Not too long after Chad, I started dating yet another guy who was three years my senior. (Clearly, I had a thing for older guys.) I didn’t love him. I didn’t even like him to be honest, but having a boyfriend made me feel secure. And, in regard to retaining my dignity, I’m sorry to say that this time, now fully embracing The Lie, I have no desire to travel back in time and give myself a high-five. No confetti either. Maybe just a cuff to the side of the head. He and I both made some very bad choices, and I would later learn that he had flat-out lied to me about something that was of the utmost importance.
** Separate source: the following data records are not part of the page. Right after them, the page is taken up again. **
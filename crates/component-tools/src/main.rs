//! Component Tools - pick a UI component scaffold for any supported framework

use anyhow::{Context, Result};
use clap::{Parser, Subcommand, ValueEnum};
use colored::Colorize;
use component_core::{ComponentFlags, Framework, ResolvedSelection, ScaffoldError};
use tracing_subscriber::EnvFilter;

#[derive(Parser, Debug)]
#[command(name = "component-tools")]
#[command(about = "CLI for resolving UI component scaffolds across frameworks")]
#[command(version)]
pub struct Args {
    #[command(subcommand)]
    pub command: Option<Command>,
}

#[derive(Subcommand, Debug)]
pub enum Command {
    /// Resolve which template to scaffold a new component from
    Create(CliCreateArgs),
    /// List the templates each framework can resolve to
    Templates(TemplatesArgs),
}

#[derive(Parser, Debug, Default)]
pub struct CliCreateArgs {
    /// Component name (alphanumeric segments joined by hyphens)
    #[arg(long)]
    pub name: Option<String>,

    /// Framework: Vue, Angular, React, Svelte, Qwik or Astro (case-insensitive)
    #[arg(short, long)]
    pub framework: Option<String>,

    /// Folder relative to the components directory
    #[arg(long)]
    pub folder: Option<String>,

    /// How to print the resolved selection
    #[arg(long, value_enum, default_value_t = OutputFormat::Text)]
    pub format: OutputFormat,
}

impl From<&CliCreateArgs> for ComponentFlags {
    fn from(args: &CliCreateArgs) -> Self {
        ComponentFlags {
            name: args.name.clone(),
            framework: args.framework.clone(),
            folder: args.folder.clone(),
        }
    }
}

#[derive(Parser, Debug)]
pub struct TemplatesArgs {
    /// Only list templates for this framework
    #[arg(short, long)]
    pub framework: Option<Framework>,
}

#[derive(ValueEnum, Clone, Copy, Debug, Default, PartialEq, Eq)]
pub enum OutputFormat {
    /// Human-readable summary
    #[default]
    Text,
    /// YAML document for the template engine
    Yaml,
}

/// Diagnostics go to stderr so stdout stays machine-readable
fn init_logging() {
    let env_filter = EnvFilter::try_from_default_env().unwrap_or_else(|_| EnvFilter::new("error"));

    tracing_subscriber::fmt()
        .with_env_filter(env_filter)
        .with_writer(std::io::stderr)
        .init();
}

fn print_selection(selection: &ResolvedSelection, format: OutputFormat) -> Result<()> {
    match format {
        OutputFormat::Text => {
            let folder = if selection.folder.is_empty() {
                "(default)"
            } else {
                selection.folder.as_str()
            };

            println!();
            println!("  {}      {}", "Component".bold(), selection.component_name);
            println!("  {}      {}", "Framework".bold(), selection.framework.cyan());
            println!("  {}       {}", "Template".bold(), selection.template.green());
            println!("  {}         {}", "Folder".bold(), folder);
            println!();
        }
        OutputFormat::Yaml => {
            let yaml =
                serde_yaml::to_string(selection).context("Failed to serialize selection")?;
            print!("{}", yaml);
        }
    }

    Ok(())
}

fn print_templates(args: &TemplatesArgs) {
    let frameworks: Vec<Framework> = match args.framework {
        Some(fw) => vec![fw],
        None => Framework::ALL.to_vec(),
    };

    for fw in frameworks {
        println!("{} ({})", fw.display_name().cyan().bold(), fw.id());
        for template in fw.templates() {
            println!("  {} {}", "->".blue(), template);
        }
    }
}

async fn create(args: CliCreateArgs) -> Result<()> {
    let flags = ComponentFlags::from(&args);
    tracing::debug!(?flags, "parsed flags");

    let result = component_core::run(&flags).await;

    // Ensure cursor is visible on normal exit
    let _ = console::Term::stderr().show_cursor();

    match result {
        Ok(selection) => print_selection(&selection, args.format),
        // Already reported by the prompt flow
        Err(e) => std::process::exit(exit_code(&e)),
    }
}

fn exit_code(err: &ScaffoldError) -> i32 {
    match err {
        ScaffoldError::Cancelled => 130,
        ScaffoldError::FrameworkNotSelected | ScaffoldError::Prompt(_) => 1,
    }
}

#[tokio::main]
async fn main() -> Result<()> {
    // Ensure terminal cursor is restored on panic
    let default_panic = std::panic::take_hook();
    std::panic::set_hook(Box::new(move |info| {
        let _ = console::Term::stderr().show_cursor();
        default_panic(info);
    }));

    // Handle Ctrl+C gracefully
    ctrlc::set_handler(move || {
        let _ = console::Term::stderr().show_cursor();
        std::process::exit(130);
    })
    .ok();

    init_logging();

    let args = Args::parse();

    match args.command {
        Some(Command::Create(create_args)) => create(create_args).await,
        Some(Command::Templates(templates_args)) => {
            print_templates(&templates_args);
            Ok(())
        }
        // No subcommand provided, default to create behavior (interactive mode)
        None => create(CliCreateArgs::default()).await,
    }
}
God gives us commands, not because He wants to annoy us or prevent us from having fun, but because he loves us, wants to protect us, and wants to give us the very best life on earth that we can have. When we break His commands, he disciplines us as any loving parent would do. He disciplined both me and my new boyfriend, and our relationship crashed and burned.
Although believing The Lie did some major damage in my life, I still believed it and hadn’t really learned my lesson. You guys, a lot more damage could have been done. A lot, a lot. Thankfully, the Lord was so good to me (way beyond what I deserved) and brought me together with Dan, my current husband and the only man I ever truly loved, before I could spiral out of control and hurt myself even more.
I told Dan about all of the skeletons in my closet, and he promptly threw up. But he didn’t forsake me. To him, I am a real, treasured person. I’m not last year’s model, a bad investment, a kid-sister type to be discarded, or a cute chick to be lied to. He loves me when I’m at my best, and he loves me when I’ve got mascara dripping down my cheeks and I’m resembling one of the demons clawing at my back.
Please understand me… I am not telling you to find your self-worth in a man or any one person for that matter. That is a very bad idea, and you should never try to find a human substitute for God. What I am saying is that God used Dan to give me a glimpse of what His love is like. He used Dan to point my way back to Him. And I am indescribably grateful for that.
Restore to me the joy of your salvation and grant me a willing spirit, to sustain me. Then I will teach transgressors your ways, so that sinners will turn back to you. (Ps. 51:12-13)
David penned these words while he was in the midst of repenting his sins against the Lord. In her Bible study David: Seeking A Heart Like His, Beth Moore uses these verses to remind me that my life is a lesson. Part of it is a lesson in what not to do. (This is one of my greatest disappointments in not having a daughter. I’ve made so many mistakes and learned so many things the hard way, my pores are oozing wisdom. I’m convinced I’d be an excellent mother to a daughter.) But the lesson is so much greater than just what not to do. It’s about Whom to trust and to show others what He has done. And the only “abandon” we can associate with Him is the reckless way in which He loves us.
*Most names have been changed.
Kristin, That was amazing. Thank you for sharing your heart.